India's transition towards sustainable transportation is gaining pace, with commercial electric vehicles (EVs) playing a central role. From last-mile delivery to heavy cargo operations, commercial EVs are transforming the logistics landscape. Financial institutions, including banks, NBFCs (non-banking financial companies), and fintech firms, are becoming critical enablers of this transition. Their growing interest in financing commercial EVs stems from the sector's untapped market potential, advanced data transparency, and innovative financing models that address the needs of EV operators. The commercial EV segment in the country is expanding rapidly, driven by government policies and an increasing focus on sustainable logistics. Projections suggest that the EV financing market will require between INR 45,000 to 55,000 crore by 2026, highlighting the immense opportunities in this space. These developments underscore a shift, as alternative financiers step up to cater to underserved regions and address gaps in traditional banking.

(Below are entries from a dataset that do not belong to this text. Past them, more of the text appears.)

//! End-to-end scenarios: the full catalogue over small packages.

use resource_lint_changes::parse_unified_diff;
use resource_lint_core::{AnalyzerGraph, LintContext, Violation};
use resource_lint_go::{GoPackage, PackageRegistry};
use resource_lint_rules::{all_analyzers, LICENSE_HEADER};

const PKG: &str = "example.com/provider/internal/services/web";

fn lint(sources: &[(&str, &str)], checks: &[&str]) -> Vec<Violation> {
    let mut registry = PackageRegistry::new();
    registry.insert(GoPackage::from_sources(PKG, sources).expect("package"));
    let graph = AnalyzerGraph::build(all_analyzers(), checks).expect("graph");
    graph
        .run(&LintContext::new(registry), &[PKG.to_owned()])
        .violations
}

fn by(violations: &[Violation], analyzer: &str) -> Vec<Violation> {
    violations
        .iter()
        .filter(|v| v.analyzer == analyzer)
        .cloned()
        .collect()
}

fn with_header(body: &str) -> String {
    format!("{LICENSE_HEADER}\n\n{body}")
}

#[test]
fn unvalidated_name_is_reported_once() {
    let source = with_header(
        r#"package web

var s = map[string]*pluginsdk.Schema{
	"name": {
		Type:     pluginsdk.TypeString,
		Required: true,
	},
}
"#,
    );
    let violations = lint(&[("web_app_resource.go", source.as_str())], &[]);
    let found = by(&violations, "AZBP001");
    assert_eq!(found.len(), 1);
    assert!(found[0].message.contains("`name`"));
    assert!(by(&violations, "AZBP005").is_empty());
}

#[test]
fn undocumented_optional_computed_is_reported_once() {
    let source = with_header(
        r#"package web

var s = map[string]*pluginsdk.Schema{
	"etag": {
		Type:         pluginsdk.TypeString,
		Optional:     true,
		Computed:     true,
		ValidateFunc: validation.StringIsNotEmpty,
	},
}
"#,
    );
    let violations = lint(&[("web_app_resource.go", source.as_str())], &[]);
    assert_eq!(by(&violations, "AZBP002").len(), 1);
    assert!(by(&violations, "AZBP001").is_empty());
}

#[test]
fn errorf_without_verbs() {
    let source = |call: &str| {
        with_header(&format!(
            "package web\n\nimport \"fmt\"\n\nfunc f(err error) error {{\n\treturn {call}\n}}\n"
        ))
    };
    let constant = source("fmt.Errorf(\"failed\")");
    let formatted = source("fmt.Errorf(\"failed: %v\", err)");

    assert_eq!(lint(&[("client.go", constant.as_str())], &["AZRE001"]).len(), 1);
    assert!(lint(&[("client.go", formatted.as_str())], &["AZRE001"]).is_empty());
}

#[test]
fn license_header_present_and_missing() {
    let body = "package web\n\nfunc f() {}\n";
    let present = with_header(body);

    assert!(lint(&[("client.go", present.as_str())], &["AZBP005"]).is_empty());
    assert_eq!(lint(&[("client.go", body)], &["AZBP005"]).len(), 1);
}

#[test]
fn config_disables_and_reclassifies_checks() {
    let source = r#"package web

var s = map[string]*pluginsdk.Schema{
	"name": {Type: pluginsdk.TypeString, Required: true},
}
"#;
    let mut registry = PackageRegistry::new();
    registry.insert(GoPackage::from_sources(PKG, &[("web_app_resource.go", source)]).expect("package"));
    let config = resource_lint_core::Config::parse(
        "[rules.AZBP005]\nenabled = false\n\n[rules.AZBP001]\nseverity = \"error\"\n",
    )
    .expect("config");
    let graph = AnalyzerGraph::build(all_analyzers(), &[]).expect("graph");
    let result = graph.run(
        &LintContext::new(registry).with_config(config),
        &[PKG.to_owned()],
    );

    assert!(by(&result.violations, "AZBP005").is_empty());
    let found = by(&result.violations, "AZBP001");
    assert_eq!(found.len(), 1);
    assert_eq!(found[0].severity, resource_lint_core::Severity::Error);
}

#[test]
fn change_set_limits_reports_to_added_lines() {
    let source = r#"package web

var s = map[string]*pluginsdk.Schema{
	"name": {Type: pluginsdk.TypeString, Required: true},
	"kind": {Type: pluginsdk.TypeString, Optional: true},
}
"#;
    let mut registry = PackageRegistry::new();
    registry.insert(GoPackage::from_sources(PKG, &[("web_app_resource.go", source)]).expect("package"));
    let path = "internal/services/web/web_app_resource.go";
    let diff = format!(
        "diff --git a/{path} b/{path}\nindex 1111111..2222222 100644\n--- a/{path}\n+++ b/{path}\n@@ -4,0 +5,1 @@\n+\t\"kind\": {{Type: pluginsdk.TypeString, Optional: true}},\n"
    );
    let changes = parse_unified_diff(&diff, "internal/services/")
        .expect("diff")
        .changes;

    let graph = AnalyzerGraph::build(all_analyzers(), &[]).expect("graph");
    let result = graph.run(
        &LintContext::new(registry).with_changes(Some(changes)),
        &[PKG.to_owned()],
    );

    let rendered: Vec<String> = result.violations.iter().map(ToString::to_string).collect();
    insta::assert_snapshot!(
        rendered.join("\n"),
        @"web_app_resource.go:5:2: AZBP001: string attribute `kind` must have a ValidateFunc"
    );
}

Traditional banks have often been cautious in financing light commercial vehicles (LCVs), citing risks associated with non-prime customer profiles. This reluctance is not unique to EVs but extends to the broader commercial vehicle space, where operators often lack the creditworthiness favored by banks. However, the growing demand for commercial EVs has prompted a broader shift among financiers to develop solutions tailored to the unique needs of this market. Innovations such as leasing, battery subscriptions, and buyback schemes help lower the upfront costs of EV ownership, aligning with the cash flow cycles of fleet businesses. These models make the transition to EVs financially viable, reducing barriers to adoption.
The increasing use of data-driven insights has further strengthened financiers’ confidence in supporting EVs. Advanced telematics systems and real-time data monitoring allow financial institutions to assess vehicle performance, battery health, and residual value with greater accuracy. This transparency ensures better asset tracking and management, enabling financial institutions to make informed decisions. For EV operators, these tools offer reassurance and flexibility, further easing the path to adoption.
New financial products are reshaping the commercial EV landscape. Subscription-based battery models and flexible leasing arrangements are helping operators’ lower upfront costs while retaining operational flexibility. International examples, like NIO’s Battery-as-a-Service in China, provide a blueprint for success, demonstrating how decoupling battery ownership from vehicles can enhance affordability. In India, similar approaches are emerging, allowing businesses to adopt EVs without straining their finances. These innovations are making commercial EVs accessible to a broader audience.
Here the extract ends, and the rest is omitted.